A trial is all about storytelling. Direct examination should draw out facts and themes necessary to tell your story. Witnesses should be presented so that they will be believed which means embracing uncomfortable facts in the case. Bring those facts out proactively! Anticipate cross. Do not hide facts from the jury! They will find out and then they won’t believe you! It also means bringing out humanizing details about each witness that will help jurors to identify with the witness. A good lawyer must spend time with the witness to learn about their background and judge how the will come across to a jury. You should also think about time of day and the juries energy level (and your own) when presenting more complex expert witness testimony.
- Know your case and what issues you have good and bad. Where does your witness fit in your case?
- Become familiar with every statement that your witness has given about the case whether taped, written, or summarized in a police report or narrative.
- Get criminal histories on your witnesses.
- Conduct in-depth face-to-face interviews with your trial witnesses. Focus on getting the bad news now and preparing them to testify.
- Tell your witness that you are only interested in the truth – if they haven’t told the complete truth yet, that is ok, but now is the time to tell everything
- you must build rapport and aggressively find everything that will be coming on cross – the average people thinks that when called as a witness they only have to present the side that they want to present selectively choosing what they want to reveal
- what haven’t they told you – now is the time to get all the bad news – what are they embarrassed about? What does the State know about them that will undercut their credibility? They are not an advocate you are their advocate, and you can’t protect them if you don’t know everything that they know about what is coming.
- Who have they communicated with since the offense or written any juicy letters? (you should have told them to not talk to anyone at the initial consultation)
- You want brutal honesty. Brutal honesty is unimpeachable. Tell your witness that embarrassing admissions INCREASE credibility on DIRECT.
- Your witnesses don’t want to look bad or get ripped on cross. Their honesty with you and the jury increases their credibility. Once you have the dirt you can figure out what your case is worth or if the issue can be explained or argued.
- Ask them the tough questions that are coming on cross in the pre-trial interview. Talk about it until you are satisfied. Do not ignore it or shy away from it.
Go over their criminal history. Don’t allow bullshit explanations for their previous offenses. - Interview witnesses who witnessed the same thing together – their collective memory is better and you can resolve discrepancies.
- If you have a video taped interview or written statement, sit down and watch it with your witness – it forces them and you to prepare adequately and correct any misimpressions or even lies.
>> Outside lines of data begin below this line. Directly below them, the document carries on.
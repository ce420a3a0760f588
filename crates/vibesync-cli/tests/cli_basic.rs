//! Basic CLI E2E tests.
//!
//! Tests invoke CLI commands via cargo run and verify outputs. Each test
//! points `VIBESYNC_HOME` at its own temporary directory so the user's real
//! config is never touched. The directory is removed when the test ends.

use std::path::Path;
use std::process::Command;

use tempfile::TempDir;

fn scratch_home() -> TempDir {
    tempfile::tempdir().expect("Failed to create temp dir")
}

/// Run a CLI command and return (stdout, stderr, exit code).
fn run_cli(home: &Path, args: &[&str]) -> (String, String, i32) {
    let output = Command::new("cargo")
        .args(["run", "-q", "-p", "vibesync-cli", "--"])
        .args(args)
        .env("VIBESYNC_HOME", home)
        .env_remove("RUST_LOG")
        .output()
        .expect("Failed to execute CLI command");

    let stdout = String::from_utf8_lossy(&output.stdout).to_string();
    let stderr = String::from_utf8_lossy(&output.stderr).to_string();
    let code = output.status.code().unwrap_or(-1);

    (stdout, stderr, code)
}

fn run_json(home: &Path, args: &[&str]) -> serde_json::Value {
    let (stdout, stderr, code) = run_cli(home, args);
    assert_eq!(code, 0, "command {args:?} failed: {stderr}");
    serde_json::from_str(&stdout).expect("Failed to parse JSON output")
}

#[test]
fn test_analyze_stressed_json() {
    let home = scratch_home();
    let json = run_json(
        home.path(),
        &[
            "analyze", "--stress", "9", "--energy", "high", "--activity", "working", "--json",
            "--instant",
        ],
    );

    assert_eq!(json["mood"]["category"], "stressed");
    assert!(json["mood"]["confidence"].as_u64().unwrap() >= 70);
    assert_eq!(json["recommendations"]["playlists"].as_array().unwrap().len(), 3);
    assert_eq!(json["profile"]["vibe_points"], 175);
    assert_eq!(json["notification"]["kind"], "success");
}

#[test]
fn test_analyze_text_output() {
    let home = scratch_home();
    let (stdout, _, code) = run_cli(
        home.path(),
        &["analyze", "--stress", "3", "--energy", "medium", "--activity", "creative", "--instant"],
    );
    assert_eq!(code, 0);
    assert!(stdout.contains("You're feeling creative"));
    assert!(stdout.contains("Music Playlists"));
    assert!(stdout.contains("+25 Vibe Points"));
}

#[test]
fn test_analyze_clamps_and_falls_back() {
    let home = scratch_home();
    let json = run_json(
        home.path(),
        &[
            "analyze", "--stress", "-5", "--energy", "sleepy", "--activity", "relaxing", "--json",
            "--instant",
        ],
    );
    // stress 0, medium energy, relaxing
    assert_eq!(json["mood"]["category"], "calm");
}

#[test]
fn test_recommend_json() {
    let home = scratch_home();
    let json = run_json(home.path(), &["recommend", "focused", "--json"]);
    assert_eq!(json["playlists"][0]["id"], "focused-deep-focus");
    assert_eq!(json["movements"].as_array().unwrap().len(), 3);
}

#[test]
fn test_moods_lists_all_categories() {
    let home = scratch_home();
    let (stdout, _, code) = run_cli(home.path(), &["moods"]);
    assert_eq!(code, 0);
    for mood in ["stressed", "calm", "energetic", "focused", "creative"] {
        assert!(stdout.contains(mood), "missing {mood}");
    }
}

#[test]
fn test_play_known_and_unknown_playlist() {
    let home = scratch_home();
    let (stdout, _, code) = run_cli(home.path(), &["play", "calm-tea-jazz"]);
    assert_eq!(code, 0);
    assert!(stdout.contains("Now playing: Slow Sunday Jazz"));

    let (_, stderr, code) = run_cli(home.path(), &["play", "no-such-playlist"]);
    assert_eq!(code, 1);
    assert!(stderr.contains("error: unknown playlist: 'no-such-playlist'"));
}

#[test]
fn test_kit_order() {
    let home = scratch_home();
    let (stdout, _, code) = run_cli(home.path(), &["kit", "order"]);
    assert_eq!(code, 0);
    assert!(stdout.contains("wellness kit has been ordered"));
    assert!(stdout.contains("Vibe Points: 200"));
}

#[test]
fn test_config_set_get_reset() {
    let home = scratch_home();

    let (stdout, _, code) = run_cli(home.path(), &["config", "get", "classifier.high_stress_threshold"]);
    assert_eq!(code, 0);
    assert_eq!(stdout.trim(), "7");

    let (_, _, code) = run_cli(home.path(), &["config", "set", "classifier.high_stress_threshold", "9"]);
    assert_eq!(code, 0);

    let (stdout, _, _) = run_cli(home.path(), &["config", "get", "classifier.high_stress_threshold"]);
    assert_eq!(stdout.trim(), "9");

    let (_, stderr, code) = run_cli(home.path(), &["config", "set", "classifier.calm_max_stress", "9"]);
    assert_eq!(code, 1);
    assert!(stderr.contains("error:"));

    let (_, _, code) = run_cli(home.path(), &["config", "reset"]);
    assert_eq!(code, 0);
    let (stdout, _, _) = run_cli(home.path(), &["config", "get", "classifier.high_stress_threshold"]);
    assert_eq!(stdout.trim(), "7");
}

#[test]
fn test_config_unknown_key_fails() {
    let home = scratch_home();
    let (_, stderr, code) = run_cli(home.path(), &["config", "get", "ui.nope"]);
    assert_eq!(code, 1);
    assert!(stderr.contains("unknown key"));
}

#[test]
fn test_completions_bash() {
    let home = scratch_home();
    let (stdout, _, code) = run_cli(home.path(), &["completions", "bash"]);
    assert_eq!(code, 0);
    assert!(stdout.contains("vibesync"));
}

#[test]
fn test_temp_home_is_removed_after_use() {
    let home = scratch_home();
    let path = home.path().to_path_buf();
    let (stdout, _, code) = run_cli(&path, &["config", "list"]);
    assert_eq!(code, 0);
    assert!(stdout.contains("classifier"));
    assert!(path.join("config.toml").exists());

    drop(home);
    assert!(!path.exists());
}

#[test]
fn test_config_list_uses_snake_case_sections() {
    let home = scratch_home();
    let json = run_json(home.path(), &["config", "list"]);
    assert_eq!(json["profile"]["vibe_points"], 150);
    assert_eq!(json["rewards"]["submission_points"], 25);
    assert!(json["profile"].get("vibePoints").is_none());
}
//! Single-user wellness session.
//!
//! Glues the pure pieces together the way the front end uses them: classify
//! an answer, look up its bundle, and keep the profile counters current.
//! Playback and kit orders are simulated; they only produce notifications.

use serde::{Deserialize, Serialize};

use crate::mood::{Classifier, MoodCategory, MoodInput};
use crate::profile::{Rewards, UserProfile};
use crate::recommendations::{find_playlist, recommend, Playlist, RecommendationBundle};

/// Severity of a user-facing notification.
#[derive(Debug, Clone, Copy, PartialEq, Eq, Serialize, Deserialize)]
#[serde(rename_all = "lowercase")]
pub enum NotificationKind {
    Success,
    Info,
    Warning,
}

/// A short message for the front end to display.
#[derive(Debug, Clone, PartialEq, Eq, Serialize, Deserialize)]
pub struct Notification {
    pub kind: NotificationKind,
    pub message: String,
}

impl Notification {
    pub fn success(message: impl Into<String>) -> Self {
        Self {
            kind: NotificationKind::Success,
            message: message.into(),
        }
    }

    pub fn info(message: impl Into<String>) -> Self {
        Self {
            kind: NotificationKind::Info,
            message: message.into(),
        }
    }

    pub fn warning(message: impl Into<String>) -> Self {
        Self {
            kind: NotificationKind::Warning,
            message: message.into(),
        }
    }
}

/// Result of one questionnaire submission.
#[derive(Debug, Clone, Serialize)]
pub struct Submission {
    pub mood: MoodCategory,
    pub recommendations: &'static RecommendationBundle,
    pub points_awarded: u64,
    pub notification: Notification,
}

/// In-memory session state for one user.
#[derive(Debug, Clone)]
pub struct WellnessSession {
    classifier: Classifier,
    rewards: Rewards,
    profile: UserProfile,
    current: Option<MoodCategory>,
}

impl Default for WellnessSession {
    fn default() -> Self {
        Self::new(Classifier::new(), Rewards::default(), UserProfile::default())
    }
}

impl WellnessSession {
    pub fn new(classifier: Classifier, rewards: Rewards, profile: UserProfile) -> Self {
        Self {
            classifier,
            rewards,
            profile,
            current: None,
        }
    }

    pub fn profile(&self) -> &UserProfile {
        &self.profile
    }

    /// The most recent classification, cleared by [`reset`](Self::reset).
    pub fn current(&self) -> Option<MoodCategory> {
        self.current
    }

    /// Classify an answer, pick its bundle and award submission points.
    pub fn submit(&mut self, input: &MoodInput) -> Submission {
        let mood = self.classifier.classify(input);
        let recommendations = recommend(mood.category);
        let points = self.rewards.submission_points;

        self.profile.record_submission(points);
        self.current = Some(mood);

        tracing::info!(
            category = %mood.category,
            confidence = mood.confidence,
            points,
            total_points = self.profile.vibe_points,
            streak = self.profile.current_streak,
            "submission recorded"
        );

        Submission {
            mood,
            recommendations,
            points_awarded: points,
            notification: Notification::success(format!(
                "🎉 Mood analyzed! +{points} Vibe Points earned!"
            )),
        }
    }

    /// Simulated playback. Nothing is sent to a music service.
    pub fn play(&self, playlist: &Playlist) -> Notification {
        tracing::debug!(playlist = %playlist.id, "simulated playback");
        Notification::info(format!("🎵 Now playing: {}", playlist.name))
    }

    /// Simulated playback by catalog id. Unknown ids yield a warning.
    pub fn play_by_id(&self, id: &str) -> Notification {
        match find_playlist(id) {
            Some((_, playlist)) => self.play(playlist),
            None => {
                tracing::warn!(playlist = id, "playlist not in catalog");
                Notification::warning(format!("unknown playlist: '{id}'"))
            }
        }
    }

    /// Simulated wellness-kit order. Awards kit points.
    pub fn order_kit(&mut self) -> Notification {
        let points = self.rewards.kit_order_points;
        self.profile.award(points);
        tracing::info!(points, total_points = self.profile.vibe_points, "wellness kit ordered");
        Notification::success(
            "🎁 Your wellness kit has been ordered! Delivery in 2-3 business days.",
        )
    }

    /// Forget the current result so a new analysis can start. The profile is kept.
    pub fn reset(&mut self) {
        self.current = None;
    }
}
use std::env;
use std::fs;

use anyhow::Context;
use anyhow::Result;
use tracing_subscriber::layer::SubscriberExt;
use tracing_subscriber::util::SubscriberInitExt;
use tracing_subscriber::EnvFilter;
use vasicek_qmc::scenario::run_document;
use vasicek_qmc::scenario::BondPricing;
use vasicek_qmc::scenario::InputDocument;

const INPUT_FILE: &str = "input.json";

fn price_file(path: &str) -> Result<BondPricing> {
  let raw = fs::read_to_string(path).with_context(|| format!("failed to read {path}"))?;
  let document: InputDocument =
    serde_json::from_str(&raw).with_context(|| format!("failed to parse {path}"))?;

  run_document(&document).context("pricing failed")
}

fn main() -> Result<()> {
  tracing_subscriber::registry()
    .with(tracing_subscriber::fmt::layer().with_writer(std::io::stderr))
    .with(EnvFilter::try_from_default_env().unwrap_or_else(|_| EnvFilter::new("info")))
    .init();

  let path = env::args().nth(1).unwrap_or_else(|| INPUT_FILE.to_string());
  let pricing = price_file(&path)?;
  println!("{}", serde_json::to_string(&pricing)?);

  Ok(())
}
- Emphasize that there is nothing to be ashamed about as far as talking to you about the case – they deserve to be interviewed before they are thrown onto a witness stand.
- Explain that they are not an advocate. They are here as a witness, not to argue with the lawyer.
- Tell them to be respectful of the prosecutor, too.
- Tell them to listen carefully to each question on direct and cross.
- Your witness should not answer a question they don’t understand.
- “I don’t know” is a perfect answer if they really don’t know. No speculation. No guessing.
- A good witness is fair and readily concedes honest weaknesses in their testimony. However, they must stand firm on what is important.
- All direct leads to jury argument. Trial is argument. Let your direct contain the necessary details to give you the substance for your jury argument. If your witness said compelling things in their first interview that you want to argue, make sure that you get them to say it again on the stand.
- Thoughts for preparing and presenting your direct:
- Outline – do not script unless absolutely necessary on key points – breakdown by TOPICS – moving from general to specific.
- Listen to your witness’ answers. Sometimes your witness gives an answer that demands a follow-up. Plus, you must take some notes on key points that you want to argue.
- Keep questions simple and generally do not lead your witness. Leading is not persuasive. Open ended questions put the focus on your witness. It may take a lot of prep with a difficult witness.
- Employ transitions and signposts
- Background questions
- Facts
- Exhibits: Think in advance about what you will use and how you will use it with each witness. Figure out WHEN you want exhibits to come in and mark it in your outline.
- Persuade with repetition.
- Be precise, but do not RUSH
- Have your foundations and predicate ready. Smooth is essential. Get in as much as possible with the fewest questions with the fewest times approaching the witness.
- Figure out what you don’t want to ask
- STEAL THEIR THUNDER – Deflate the potential cross-examination. Anticipate the probable cross-examination that will be conducted by opposing counsel and bring it out in your direct the way you want it brought out.
- Bring out impeachable criminal offenses (TRE 609 – felony convictions and crimes of moral turpitude, i.e. Theft, assault by a man on a woman, pub lewd, prostitution, filing a false report – for a full list see your annotated code book).
- Attack inconsistencies in your pretrial interview and talk with your witness to resolve the inconsistency until you are satisfied
- Sequence (order) of witnesses: You must plan the order in which your witnesses will testify.
- Always start strong and finish strong.
- Keep the ball moving forward. Do not call a witness unless they have new information.